**Exercise details:**
From the listing below, copy each line that holds "NewStock".

**Dataset records:**
= = = = =
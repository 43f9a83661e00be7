//! Factory data for a fresh database.

use rust_decimal::Decimal;
use sea_orm::{ConnectionTrait, DatabaseConnection, EntityTrait, PaginatorTrait, TransactionTrait};
use tracing::info;

use models::news_article::NewArticle;
use models::stock::{self, NewStock};
use models::testimonial::NewTestimonial;

use crate::content::{ContentInput, ContentService, ContentStore};
use crate::db::{news_service, stock_service, testimonial_service};
use crate::errors::ServiceError;

/// What a seeding run wrote.
#[derive(Debug, Default, Clone, Copy, PartialEq, Eq)]
pub struct SeedReport {
    pub stocks: usize,
    pub news: usize,
    pub testimonials: usize,
    pub content: usize,
}

impl SeedReport {
    pub fn is_empty(&self) -> bool { *self == Self::default() }
}

fn price(cents: i64) -> Decimal { Decimal::new(cents, 2) }

pub fn default_stocks() -> Vec<NewStock> {
    [
        ("AAPL", "Apple Inc.", 17543, 215, 124, 45_678_900, "2.75T", "Technology"),
        ("GOOGL", "Alphabet Inc.", 14256, -123, -85, 23_456_700, "1.80T", "Technology"),
        ("MSFT", "Microsoft Corporation", 37885, 567, 152, 34_567_800, "2.80T", "Technology"),
        ("TSLA", "Tesla, Inc.", 24842, -321, -128, 56_789_000, "790B", "Automotive"),
        ("AMZN", "Amazon.com, Inc.", 14524, 189, 132, 67_890_100, "1.50T", "Consumer Cyclical"),
        ("NVDA", "NVIDIA Corporation", 48509, 1245, 263, 45_678_900, "1.20T", "Technology"),
    ]
    .into_iter()
    .map(|(symbol, name, p, c, pct, volume, cap, sector)| NewStock {
        symbol: symbol.into(),
        name: name.into(),
        price: price(p),
        change: price(c),
        change_percent: price(pct),
        volume,
        market_cap: Some(cap.into()),
        sector: Some(sector.into()),
        is_active: true,
    })
    .collect()
}

pub fn default_news() -> Vec<NewArticle> {
    [
        (
            "Tech Stocks Rally as AI Innovation Drives Market Growth",
            "Major technology companies are experiencing significant growth as artificial intelligence continues to revolutionize various industries.",
            "Major technology companies are experiencing significant growth as artificial intelligence continues to revolutionize various industries. Analysts predict continued momentum in the tech sector.",
            "Technology",
            "Financial Times",
        ),
        (
            "Federal Reserve Signals Potential Rate Cuts in 2024",
            "The Federal Reserve has indicated possible interest rate reductions in the coming year.",
            "The Federal Reserve has indicated possible interest rate reductions in the coming year, which could provide a boost to equity markets and economic growth.",
            "Economy",
            "Wall Street Journal",
        ),
        (
            "Green Energy Stocks Surge on Climate Policy Updates",
            "Renewable energy companies are seeing increased investor interest.",
            "Renewable energy companies are seeing increased investor interest as governments worldwide implement more aggressive climate policies and incentives.",
            "Energy",
            "Bloomberg",
        ),
        (
            "Earnings Season Exceeds Expectations for Major Corporations",
            "Q4 earnings reports are showing stronger-than-expected results across multiple sectors.",
            "Q4 earnings reports are showing stronger-than-expected results across multiple sectors, with particularly strong performance in consumer goods and healthcare.",
            "Earnings",
            "Reuters",
        ),
    ]
    .into_iter()
    .map(|(title, excerpt, content, category, author)| NewArticle {
        title: title.into(),
        excerpt: excerpt.into(),
        content: content.into(),
        image_url: None,
        category: category.into(),
        author: author.into(),
        published_at: None,
        is_published: true,
    })
    .collect()
}

pub fn default_testimonials() -> Vec<NewTestimonial> {
    [
        (
            "Sarah Johnson",
            "Portfolio Manager",
            "Global Investments Ltd",
            "This platform has revolutionized how I track market movements. The real-time data and intuitive interface make it my go-to tool for investment decisions.",
        ),
        (
            "Michael Chen",
            "Day Trader",
            "Independent Trader",
            "The speed and accuracy of the stock data is incredible. I've been able to make more informed trades and improve my success rate significantly.",
        ),
        (
            "Emily Rodriguez",
            "Financial Analyst",
            "Meridian Capital",
            "As a financial analyst, I need reliable data and comprehensive market insights. This platform delivers exactly what I need to provide accurate recommendations.",
        ),
        (
            "David Thompson",
            "Retail Investor",
            "Individual Investor",
            "I'm new to investing and this platform has made it so much easier to understand the market. The educational content and user-friendly design are excellent.",
        ),
    ]
    .into_iter()
    .map(|(name, role, company, content)| NewTestimonial {
        name: name.into(),
        role: role.into(),
        company: Some(company.into()),
        content: content.into(),
        rating: 5,
        avatar_url: None,
        is_active: true,
    })
    .collect()
}

pub fn default_content() -> Vec<ContentInput> {
    vec![
        ContentInput::new("hero", "title", "Master the Markets with Real-Time Trading Data"),
        ContentInput::new(
            "hero",
            "subtitle",
            "Get instant access to live stock prices, market analysis, and trading insights. Make informed decisions with our comprehensive financial platform.",
        ),
        ContentInput::new("hero", "button_primary", "Start Trading Now"),
        ContentInput::new("features", "title", "Why Choose Our Platform"),
        ContentInput::new(
            "features",
            "subtitle",
            "Experience the power of real-time market data and advanced trading tools designed for both beginners and experienced investors.",
        ),
        ContentInput::new("about", "title", "About Our Platform"),
        ContentInput::new(
            "about",
            "content",
            "We provide cutting-edge financial technology that empowers investors to make data-driven decisions. Our platform combines real-time market data with advanced analytics to give you the edge you need in today's fast-paced markets.",
        ),
    ]
}

/// Upsert the factory page content; safe to run repeatedly.
pub async fn seed_content<S: ContentStore + ?Sized>(content: &ContentService<S>) -> Result<usize, ServiceError> {
    let inputs = default_content();
    let n = inputs.len();
    for input in inputs {
        content.upsert(input).await?;
    }
    Ok(n)
}

/// Insert the factory stocks, news and testimonials through `conn`.
pub async fn insert_factory_rows<C: ConnectionTrait>(conn: &C) -> Result<SeedReport, ServiceError> {
    let mut report = SeedReport::default();
    for s in default_stocks() {
        stock_service::create(conn, s).await?;
        report.stocks += 1;
    }
    for a in default_news() {
        news_service::create(conn, a).await?;
        report.news += 1;
    }
    for t in default_testimonials() {
        testimonial_service::create(conn, t).await?;
        report.testimonials += 1;
    }
    Ok(report)
}

/// Seed everything when the stocks table is empty; otherwise a no-op.
///
/// Domain rows go in one transaction, so a failed run leaves the stocks
/// table empty and the next start seeds again. Page content is upserted
/// afterwards through the content store.
pub async fn seed_if_empty<S: ContentStore + ?Sized>(
    db: &DatabaseConnection,
    content: &ContentService<S>,
) -> Result<SeedReport, ServiceError> {
    let existing = stock::Entity::find().count(db).await?;
    if existing > 0 {
        info!(stocks = existing, "seed skipped, database not empty");
        return Ok(SeedReport::default());
    }

    let txn = db.begin().await?;
    let mut report = insert_factory_rows(&txn).await?;
    txn.commit().await?;

    report.content = seed_content(content).await?;
    info!(
        stocks = report.stocks,
        news = report.news,
        testimonials = report.testimonials,
        content = report.content,
        "database seeded"
    );
    Ok(report)
}

#[cfg(test)]
mod tests {
    use super::*;
    use crate::content::repository::memory::MemoryContentStore;
    use std::sync::Arc;

    #[test]
    fn factory_data_is_valid() {
        for s in default_stocks() {
            assert!(stock::normalize_symbol(&s.symbol).is_ok(), "{}", s.symbol);
        }
        assert_eq!(default_stocks().len(), 6);
        assert_eq!(default_news().len(), 4);
        assert!(default_testimonials().iter().all(|t| t.rating == 5));
        for c in default_content() {
            assert!(models::page_content::validate_entry(&c.section, &c.key, &c.value).is_ok());
        }
    }

    #[tokio::test]
    async fn factory_rows_roll_back_with_their_transaction() -> anyhow::Result<()> {
        use sea_orm::{ColumnTrait, QueryFilter};

        let Some(db) = crate::test_support::get_db().await? else { return Ok(()) };
        let symbols: Vec<String> = default_stocks().into_iter().map(|s| s.symbol).collect();
        let factory = || stock::Entity::find().filter(stock::Column::Symbol.is_in(symbols.clone()));
        let before = factory().count(&db).await?;

        let txn = db.begin().await?;
        // fails part way when the factory rows already exist; either way nothing persists
        let _ = insert_factory_rows(&txn).await;
        txn.rollback().await?;

        assert_eq!(factory().count(&db).await?, before);
        Ok(())
    }

    #[tokio::test]
    async fn content_seed_is_repeatable() {
        let svc = ContentService::new(Arc::new(MemoryContentStore::new()));
        let first = seed_content(&svc).await.unwrap();
        let second = seed_content(&svc).await.unwrap();
        assert_eq!(first, second);
        assert_eq!(svc.get_all().await.unwrap().len(), first);
        let about = svc.get_by_key("about", "title").await.unwrap().unwrap();
        assert_eq!(about.value, "About Our Platform");
    }
}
= = = = =
**Task result:**
use models::stock::{self, NewStock};
pub fn default_stocks() -> Vec<NewStock> {
    .map(|(symbol, name, p, c, pct, volume, cap, sector)| NewStock {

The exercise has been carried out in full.